As I post this, I am looking out the window from my kitchen. The dogwoods are really getting ready to burst on the scene, the redbuds are still in full flower, and the new Cherry tree and Crabapple trees we planted last week are in bloom in a small baby tree kind of way. Most of the daffodils are already finished blooming, but there are several along my walking route that are still putting on a good show. My Peones are beginning to make their presence known, as is the bleeding heart that we transferred to the front yard several years ago when the old barn came down. It would have been baked by the sun had we left it where it was.
The vegetable garden is not ready for planting just yet, I like to keep a deep layer of spent hay from the barn and rich with goaty amendments on it year round. I have found that if I keep it deep enough, I don't have to water very much, it will keep the Tomatoes from getting splashed with dirt and it keeps the weeds down too. As I was saying, the mulch on the garden is not deep enough to suit me after a long winter, but next week I will be mucking out the goat barn from last winters deep bed treatment, once that is done there will be plenty of deep hay on the garden, a compost pile or two for next years garden, and I still have compost left over from last year to share with friends.
I thought about running upstairs to the Studio this morning, and trying to get something done so that I could post something, anything about weaving. But, then I looked at my to do list, and realized that it was not going to happen today either. I, like you will have to content myself with an overview of the projects of the week.
One thing I was able to finish this week is my "Ley Lines Shawl", by Joji Locatelli. You can find the pattern on Ravelry if you are interested.
When I took it off of the needles it looked like this. I can see the cool lines that change direction in the fabric, but it didn't look at all like the shape I saw in the pattern pictures. I decided I needed to put my trust in my blocking wires and boy I was not disappointed!
This is the very same shawl, (turned over) after the miracle of a good long soak and a good bit of blocking! I was able to wear it on Tuesday, and I think you can see it in the picture of Linda and I transferring compost from my car to her's.
With that long term knitting project off the needles, I was itching to get something else on the needles, something portable but simple, something that would fit in a small project bag that I could take along to Dr.s visits and meetings.
I already had some brightly colors sock yarn, that I was interested in working with, and I found a pattern that wouldn't compete with the yarn.

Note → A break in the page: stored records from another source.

//! Misuse reporting.
//!
//! Faults never abort: the heap returns an error value and also hands a
//! [`Diagnostic`] to its [`DiagnosticSink`]. The diagnostic carries the
//! source location of the `allocate`/`release` call that triggered it,
//! captured with `#[track_caller]` so callers never pass it explicitly.

use std::fmt;
use std::panic::Location;

use crate::error::HeapError;

/// One reported fault and where it came from.
#[derive(Clone, Copy, Debug, PartialEq, Eq)]
pub struct Diagnostic {
    /// What went wrong.
    pub error: HeapError,
    /// The call site of the heap operation.
    pub location: &'static Location<'static>,
}

impl Diagnostic {
    /// Line of the offending call.
    pub fn line(&self) -> u32 {
        self.location.line()
    }

    /// Source file of the offending call.
    pub fn file(&self) -> &'static str {
        self.location.file()
    }
}

impl fmt::Display for Diagnostic {
    fn fmt(&self, f: &mut fmt::Formatter<'_>) -> fmt::Result {
        write!(
            f,
            "ERROR: {}\n ORIGIN: at line {} in file {}",
            self.error,
            self.line(),
            self.file()
        )
    }
}

/// Destination for heap diagnostics.
///
/// Injected when the heap is built. Tests usually collect into a
/// `Vec<Diagnostic>`; programs use [`LogSink`].
pub trait DiagnosticSink {
    /// Receive one diagnostic.
    fn report(&mut self, diagnostic: Diagnostic);
}

/// Forwards diagnostics to the `log` facade at `warn` level.
#[derive(Clone, Copy, Debug, Default)]
pub struct LogSink;

impl DiagnosticSink for LogSink {
    fn report(&mut self, diagnostic: Diagnostic) {
        log::warn!(target: "cairn::diagnostic", "{diagnostic}");
    }
}

/// Discards every diagnostic.
#[derive(Clone, Copy, Debug, Default)]
pub struct NullSink;

impl DiagnosticSink for NullSink {
    fn report(&mut self, _diagnostic: Diagnostic) {}
}

/// Adapts a closure into a sink.
pub struct FnSink<F>(
    /// The wrapped closure.
    pub F,
);

impl<F: FnMut(&Diagnostic)> DiagnosticSink for FnSink<F> {
    fn report(&mut self, diagnostic: Diagnostic) {
        (self.0)(&diagnostic)
    }
}

impl DiagnosticSink for Vec<Diagnostic> {
    fn report(&mut self, diagnostic: Diagnostic) {
        self.push(diagnostic);
    }
}

impl<S: DiagnosticSink + ?Sized> DiagnosticSink for &mut S {
    fn report(&mut self, diagnostic: Diagnostic) {
        (**self).report(diagnostic)
    }
}
//! Cairn: a first-fit allocator over one fixed-capacity arena.
//!
//! This is the top-level facade crate. It re-exports the allocator engine
//! from `cairn-arena`; most users only need the [`prelude`].
//!
//! # Quick start
//!
//! ```rust
//! use cairn::prelude::*;
//!
//! let mut heap = Heap::with_sink(ArenaConfig::new(4096), Vec::new()).unwrap();
//!
//! let small = heap.allocate(1).unwrap();
//! let large = heap.allocate(1024).unwrap();
//! assert_ne!(small, large);
//!
//! heap.release(small).unwrap();
//! assert_eq!(heap.allocate(1).unwrap(), small);
//!
//! // Misuse is reported, not fatal.
//! assert!(heap.release(small.add(1)).is_err());
//! let reports: &Vec<Diagnostic> = heap.sink();
//! assert_eq!(reports.len(), 1);
//! ```
//!
//! # Modules
//!
//! | Module | Sub-crate | Contents |
//! |--------|-----------|----------|
//! | [`arena`] | `cairn-arena` | `Heap`, headers, handles, diagnostics, config |

#![deny(missing_docs)]
#![deny(rustdoc::broken_intra_doc_links)]
#![forbid(unsafe_code)]

/// The allocator engine (`cairn-arena`).
pub use cairn_arena as arena;

/// Common imports for working with a heap.
pub mod prelude {
    pub use cairn_arena::{
        ArenaConfig, Diagnostic, DiagnosticSink, HeapError, Heap, LogSink, NullSink, Ptr,
    };
}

The pattern is one of the many "Vanilla" sock patterns that you can find on Ravelry. This particular one is by the "Knitmore Girls" one of my favorite knitting podcast teams. Anyway, it is a simple rib for a couple of inches then "zoom, zoom" to the heel in stockinette stitch and then again to the toe. I have never knitted a plain sock before, and I had heard the Knitmore Girls say the zoom, zoom thing before in many of their podcasts, but I can tell you, it really is quite a bit faster than any sock pattern I have ever tried! Usually I do lace or cables or something to make it more interesting, but at the rate this pair is going, they will be off the needles before I have any chance of get bored! Who knew!
Finally, I thought I would show you a picture of one of the things on today's chore list. Don't worry it isn't the loads of laundry I have managed to fold and put away, or a picture of me standing on my head while I vacuumed out the old Rav4, or the pasta sauce I put in the crockpot for dinner,( though tonight that might make a pretty picture) but even this chore though, will make your mouth water.
My favorite Oatmeal Chocolate Chip cookie recipe with a hint of cinnamon, 7 dozen of them! Dear One and I have an all day meeting tomorrow, these cookies and those socks are really going to come in handy!